Requirement: Go through the entries below and count the lines where the word "const" appears; give only the count.

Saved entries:
■ ■ ■ ■ ■ ■ ■

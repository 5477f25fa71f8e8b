//! Participant identities, one per (tenant, display name).

use chrono::{Duration, Utc};
use sea_orm::*;
use tracing::{info, warn};
use uuid::Uuid;

use crate::config::AuthConfig;
use crate::entity::participant;
use crate::error::AppError;
use crate::extractors::auth::AuthUser;
use crate::services::guard;
use crate::services::tenant::require_active_tenant;
use crate::utils::jwt::{self, ActorRole};

pub const DEFAULT_AVATAR: &str = "😀";
const MAX_NAME_CHARS: usize = 50;
const MAX_AVATAR_CHARS: usize = 64;

/// Profile changes for [`update_profile`]. `None` leaves a field untouched.
#[derive(Debug, Default)]
pub struct ProfileChanges {
    pub display_name: Option<String>,
    pub avatar: Option<String>,
}

/// Trim and validate a display name.
pub fn normalize_display_name(name: &str) -> Result<String, AppError> {
    let name = name.trim();
    if name.is_empty() || name.chars().count() > MAX_NAME_CHARS {
        return Err(AppError::Validation(format!(
            "Name must be 1-{MAX_NAME_CHARS} characters"
        )));
    }
    Ok(name.to_string())
}

/// Trim and validate an avatar token, falling back to the default when blank.
pub fn normalize_avatar(avatar: Option<&str>) -> Result<String, AppError> {
    match avatar.map(str::trim) {
        None | Some("") => Ok(DEFAULT_AVATAR.to_string()),
        Some(a) if a.chars().count() > MAX_AVATAR_CHARS => Err(AppError::Validation(format!(
            "Avatar must be at most {MAX_AVATAR_CHARS} characters"
        ))),
        Some(a) => Ok(a.to_string()),
    }
}

/// Whether another live participant of the tenant already uses `name`.
async fn name_taken<C: ConnectionTrait>(
    db: &C,
    tenant_id: Uuid,
    name: &str,
    exclude: Option<Uuid>,
) -> Result<bool, AppError> {
    let mut select = participant::Entity::find()
        .filter(participant::Column::TenantId.eq(tenant_id))
        .filter(participant::Column::DisplayName.eq(name))
        .filter(participant::Column::DeletedAt.is_null());
    if let Some(id) = exclude {
        select = select.filter(participant::Column::Id.ne(id));
    }
    Ok(select.one(db).await?.is_some())
}

/// Best-effort uniqueness: a transient lookup failure lets the write through.
async fn ensure_name_available<C: ConnectionTrait>(
    db: &C,
    tenant_id: Uuid,
    name: &str,
    exclude: Option<Uuid>,
) -> Result<(), AppError> {
    match name_taken(db, tenant_id, name, exclude).await {
        Ok(true) => Err(AppError::NicknameTaken),
        Ok(false) => Ok(()),
        Err(e) if e.is_transient() => {
            warn!(
                tenant_id = %tenant_id,
                error = %e,
                "Nickname check failed, proceeding without it"
            );
            Ok(())
        }
        Err(e) => Err(e),
    }
}

/// Register a new participant and issue its long-lived credential.
pub async fn register<C: ConnectionTrait>(
    db: &C,
    auth: &AuthConfig,
    tenant_id: Uuid,
    name: &str,
    avatar: Option<&str>,
) -> Result<participant::Model, AppError> {
    require_active_tenant(db, tenant_id).await?;
    let display_name = normalize_display_name(name)?;
    let avatar = normalize_avatar(avatar)?;

    ensure_name_available(db, tenant_id, &display_name, None).await?;

    let id = Uuid::now_v7();
    let credential = jwt::sign(
        &auth.jwt_secret,
        id,
        Some(tenant_id),
        ActorRole::Participant,
        Duration::days(auth.participant_token_days),
    )
    .map_err(|e| AppError::Internal(format!("JWT sign error: {e}")))?;

    let now = Utc::now();
    let model = participant::ActiveModel {
        id: Set(id),
        tenant_id: Set(tenant_id),
        display_name: Set(display_name),
        avatar: Set(avatar),
        credential: Set(credential),
        deleted_at: Set(None),
        created_at: Set(now),
        updated_at: Set(now),
    }
    .insert(db)
    .await?;

    info!(participant_id = %model.id, tenant_id = %tenant_id, "Participant registered");
    Ok(model)
}

/// Look up a participant that has not been deleted, returning 404 otherwise.
pub async fn find_participant<C: ConnectionTrait>(
    db: &C,
    id: Uuid,
) -> Result<participant::Model, AppError> {
    participant::Entity::find_by_id(id)
        .filter(participant::Column::DeletedAt.is_null())
        .one(db)
        .await?
        .ok_or_else(|| AppError::NotFound("Participant not found".into()))
}

/// The participant a credential belongs to. Deleted participants' credentials stop working.
pub async fn resolve_participant<C: ConnectionTrait>(
    db: &C,
    actor: &AuthUser,
) -> Result<participant::Model, AppError> {
    let (participant_id, tenant_id) = actor.require_participant()?;
    participant::Entity::find_by_id(participant_id)
        .filter(participant::Column::TenantId.eq(tenant_id))
        .filter(participant::Column::DeletedAt.is_null())
        .one(db)
        .await?
        .ok_or(AppError::TokenInvalid)
}

/// Load `participant_id` for the participant that owns it; anyone else is `Unauthorized`.
async fn find_own_profile<C: ConnectionTrait>(
    db: &C,
    actor: &AuthUser,
    participant_id: Uuid,
) -> Result<participant::Model, AppError> {
    let model = find_participant(db, participant_id).await?;
    if actor.role != ActorRole::Participant || actor.subject_id != participant_id {
        return Err(AppError::Unauthorized);
    }
    guard::authorize(actor.tenant_id, model.tenant_id)?;
    Ok(model)
}

pub async fn get_profile<C: ConnectionTrait>(
    db: &C,
    actor: &AuthUser,
    participant_id: Uuid,
) -> Result<participant::Model, AppError> {
    find_own_profile(db, actor, participant_id).await
}

/// Apply name and avatar changes in one write. History rows only reference the
/// participant id, so scoreboards pick up the new profile on their next read.
pub async fn update_profile<C: ConnectionTrait>(
    db: &C,
    actor: &AuthUser,
    participant_id: Uuid,
    changes: ProfileChanges,
) -> Result<participant::Model, AppError> {
    let existing = find_own_profile(db, actor, participant_id).await?;
    let tenant_id = existing.tenant_id;

    let mut active: participant::ActiveModel = existing.into();
    if let Some(name) = changes.display_name {
        let name = normalize_display_name(&name)?;
        ensure_name_available(db, tenant_id, &name, Some(participant_id)).await?;
        active.display_name = Set(name);
    }
    if let Some(avatar) = changes.avatar {
        active.avatar = Set(normalize_avatar(Some(&avatar))?);
    }
    active.updated_at = Set(Utc::now());

    Ok(active.update(db).await?)
}

/// Soft delete. Participations and answers are kept; the name becomes free again.
pub async fn delete_participant<C: ConnectionTrait>(
    db: &C,
    actor: &AuthUser,
    participant_id: Uuid,
) -> Result<(), AppError> {
    let existing = find_own_profile(db, actor, participant_id).await?;
    let now = Utc::now();
    let mut active: participant::ActiveModel = existing.into();
    active.deleted_at = Set(Some(now));
    active.updated_at = Set(now);
    active.update(db).await?;
    info!(participant_id = %participant_id, "Participant deleted");
    Ok(())
}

■ ■ ■ ■ ■ ■ ■

Problem solution: 3